There’s been a long break from the blog – and here’s why. Because of the booming stats.
Now, wait a minute, I hear you say. This person stopped writing her blog because the stats were booming? Surely, it would make more sense for her to stop writing when no one is reading her.
Well, no. Not exactly.
A while ago (2019) I tried to start a series called “Poem of the Week” – in which I would close-read a poem once a week . This was partially to prove to myself that I had not lost the abilities I had cultivated as an English student, partially to get myself read more poetry. It took a bit of effort to analyse these three poems (and yes, three weeks: that’s how long ‘Poem of the Week’ lasted). A while after I had stopped writing the poem posts, I realized that they were some of the most read posts on the blog.
I wasn’t quite sure why. So I looked at the referral links. And what I saw made me really sad. These are basically links from sites helping students cheat in writing their essays.
Now, don’t get me wrong – it is somewhat flattering to think that someone somewhere is reading my weird interpretations of Keats as gospel truth.
Then it got worse, because I realized that some of my other reviews- those of books more commonly thought of as ‘classics’ – were also being linked to from some occasionally dodgy websites, focused on improving your grades, but not really giving you an education of any sort. Often these were compiled by bots, trawling the internet for something you can use as your own book review.
And I guess that sort of broke me.
It shouldn’t have, I know. These are the joys of free content. Aren’t my own texts formed of my own reading – and even though I do try to provide the correct citation – is there ever a text that is truly original? I am reminded of Roland Barthes’s famous essay on the death of the author – only the author was me this time, and I didn’t terribly like it.
After it was MY thoughts about Madame Bovary – it was me who read the Nabokov essay on the novel before I read the novel itself. And it was me who was reading it on holiday in Bretagne, and me who felt slightly nauseous after the suicide scene. This is my version of Madame Bovary, and if you read the novel, you might experience something different entirely – a variation of the same melody – recognisable but utterly different. You might like the book. You might hate it. You will never know until you read it.
The reader is like the cameraman who shoots the film. Even with the same director and actors, there will still be a crucial and substantial difference in style.
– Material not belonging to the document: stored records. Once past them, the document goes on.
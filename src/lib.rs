//! # hybi - Multi-draft WebSocket Protocol Engine
//!
//! `hybi` promotes a plain byte-stream connection to a message-framed,
//! full-duplex channel via the HTTP upgrade handshake, speaking four
//! historical draft versions (Hybi-00, -07, -08, -13) behind one channel
//! abstraction.
//!
//! ## Design
//!
//! - **Sans-io core**: the [`Channel`] state machine consumes and produces
//!   byte buffers; `receive()` returns `None` when more bytes are needed and
//!   the reactor re-invokes it on readiness. No hidden threads, no blocking.
//! - **Version polymorphism without inheritance**: [`ProtocolVersion`] is a
//!   closed enum carrying the per-draft predicates; Hybi-08/13 share the
//!   Hybi-07 codec.
//! - **Composable extensions**: an ordered [`extensions::ExtensionPipeline`]
//!   rewrites frame headers and payload bytes outbound in negotiation order
//!   and inbound in reverse, with compression (`permessage-deflate`) behind
//!   the `compression` feature.
//! - **Async adapter**: the `async-tokio` feature (default) provides
//!   [`ChannelDriver`] to pump a channel over any tokio stream.
//!
//! ## Quick start (server side)
//!
//! ```rust,ignore
//! use hybi::{Config, HandshakeProgress, Negotiator, UpgradeRequest};
//!
//! let negotiator = Negotiator::new(Config::default()).with_protocol("chat");
//! let request = UpgradeRequest::parse(&request_bytes)?;
//! if negotiator.matches(&request) {
//!     match negotiator.handshake(&request, body)? {
//!         HandshakeProgress::Complete { response, channel } => { /* ... */ }
//!         HandshakeProgress::NeedsBody { needed } => { /* buffer more */ }
//!     }
//! }
//! ```

pub mod channel;
pub mod config;
pub mod error;
pub mod extensions;
pub mod message;
pub mod protocol;
pub mod registry;
pub mod version;

#[cfg(feature = "async-tokio")]
pub mod codec;

pub use channel::{Channel, ChannelState, FrameSink, FrameSource, Incoming, Role};
pub use config::{Config, Limits, Timeouts};
pub use error::{Error, Result};
pub use message::{CloseCode, CloseFrame, FrameKind};
pub use protocol::{
    HandshakeProgress, Negotiator, UpgradeRequest, WS_GUID, compute_accept_key,
};
pub use registry::ChannelRegistry;
pub use version::ProtocolVersion;

#[cfg(feature = "async-tokio")]
pub use codec::{ChannelDriver, DriverEvent};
People should read the novel – shoot their own movie. Not claim they filmed mine. I’m not claiming my reading insight is great, very likely worse less than theirs — but it is my own and I damned if I’m going to let people pretend I was not involved in it.
Also these classic books are excellent: don’t settle for my reviews of them! Honestly, I am not that great a reviewer. Even when Nabokov wrote about Madame Bovary and I read his essay, I still ended up reading the original novel. And I am nowhere near as great a writer as he was.
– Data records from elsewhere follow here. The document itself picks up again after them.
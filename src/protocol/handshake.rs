//! Upgrade handshake negotiation.
//!
//! An inbound HTTP request enters the [`Negotiator`]; on match it computes
//! the version-specific accept token, selects a subprotocol and extension
//! chain, writes the 101 response, and constructs the [`Channel`] bound to
//! the negotiated draft. Any cryptographic or parsing failure aborts the
//! handshake without constructing a channel.
//!
//! The legacy draft needs eight raw body bytes (`key3`) that may not have
//! arrived with the headers; [`HandshakeProgress::NeedsBody`] defers
//! completion until the caller has buffered them.

use std::collections::HashMap;

use base64::{Engine as _, engine::general_purpose::STANDARD as BASE64};
use md5::Md5;
use sha1::{Digest, Sha1};
use tracing::{debug, warn};

use crate::channel::{Channel, Role};
use crate::config::Config;
use crate::error::{Error, Result};
use crate::extensions::{ExtensionFactory, ExtensionOffer, ExtensionPipeline};
use crate::version::ProtocolVersion;

/// GUID mixed into the Hybi-07+ accept key.
pub const WS_GUID: &str = "258EAFA5-E914-47DA-95CA-C5AB0DC85B11";

/// Body bytes the legacy challenge needs.
pub const LEGACY_KEY3_LEN: usize = 8;

/// Compute the `Sec-WebSocket-Accept` value for a client key.
///
/// # Example
///
/// ```
/// use hybi::protocol::handshake::compute_accept_key;
///
/// let accept = compute_accept_key("dGhlIHNhbXBsZSBub25jZQ==");
/// assert_eq!(accept, "s3pPLMBiTxaQ9kYGzzhZRbK+xOo=");
/// ```
#[must_use]
pub fn compute_accept_key(key: &str) -> String {
    let mut hasher = Sha1::new();
    hasher.update(key.as_bytes());
    hasher.update(WS_GUID.as_bytes());
    BASE64.encode(hasher.finalize())
}

/// Extract the key number from a legacy `Sec-WebSocket-Key1`/`Key2` value.
///
/// The digit characters concatenate into an integer that is divided by the
/// number of space characters. A key with no spaces, with a quotient that
/// does not divide evenly, or with a result outside 32 bits is malformed.
///
/// # Errors
///
/// Returns [`Error::InvalidHandshake`] for any of the malformed shapes above.
pub fn decode_legacy_key(key: &str) -> Result<u32> {
    let digits: String = key.chars().filter(char::is_ascii_digit).collect();
    let spaces = key.chars().filter(|&c| c == ' ').count();

    if spaces == 0 {
        return Err(Error::InvalidHandshake(
            "Legacy key contains no spaces".into(),
        ));
    }
    let number: u64 = digits
        .parse()
        .map_err(|_| Error::InvalidHandshake("Legacy key contains no usable digits".into()))?;
    if number % spaces as u64 != 0 {
        return Err(Error::InvalidHandshake(
            "Legacy key number is not a multiple of its space count".into(),
        ));
    }
    u32::try_from(number / spaces as u64)
        .map_err(|_| Error::InvalidHandshake("Legacy key number out of range".into()))
}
So was this possessiveness over my book reviews and poetry readings really the reason that the blog has had such a long break?
Possibly. It certainly did not help. But I do not really know. It could be laziness too!
All along, I was worried by the thought that maybe writing the reviews slowed down the process of reading and picking up a new book. I wanted to read only for pleasure, so I stopped writing blog reviews, for the most part.
I am not sure it helped much with reading for pleasure, but there you go. This is my excuse.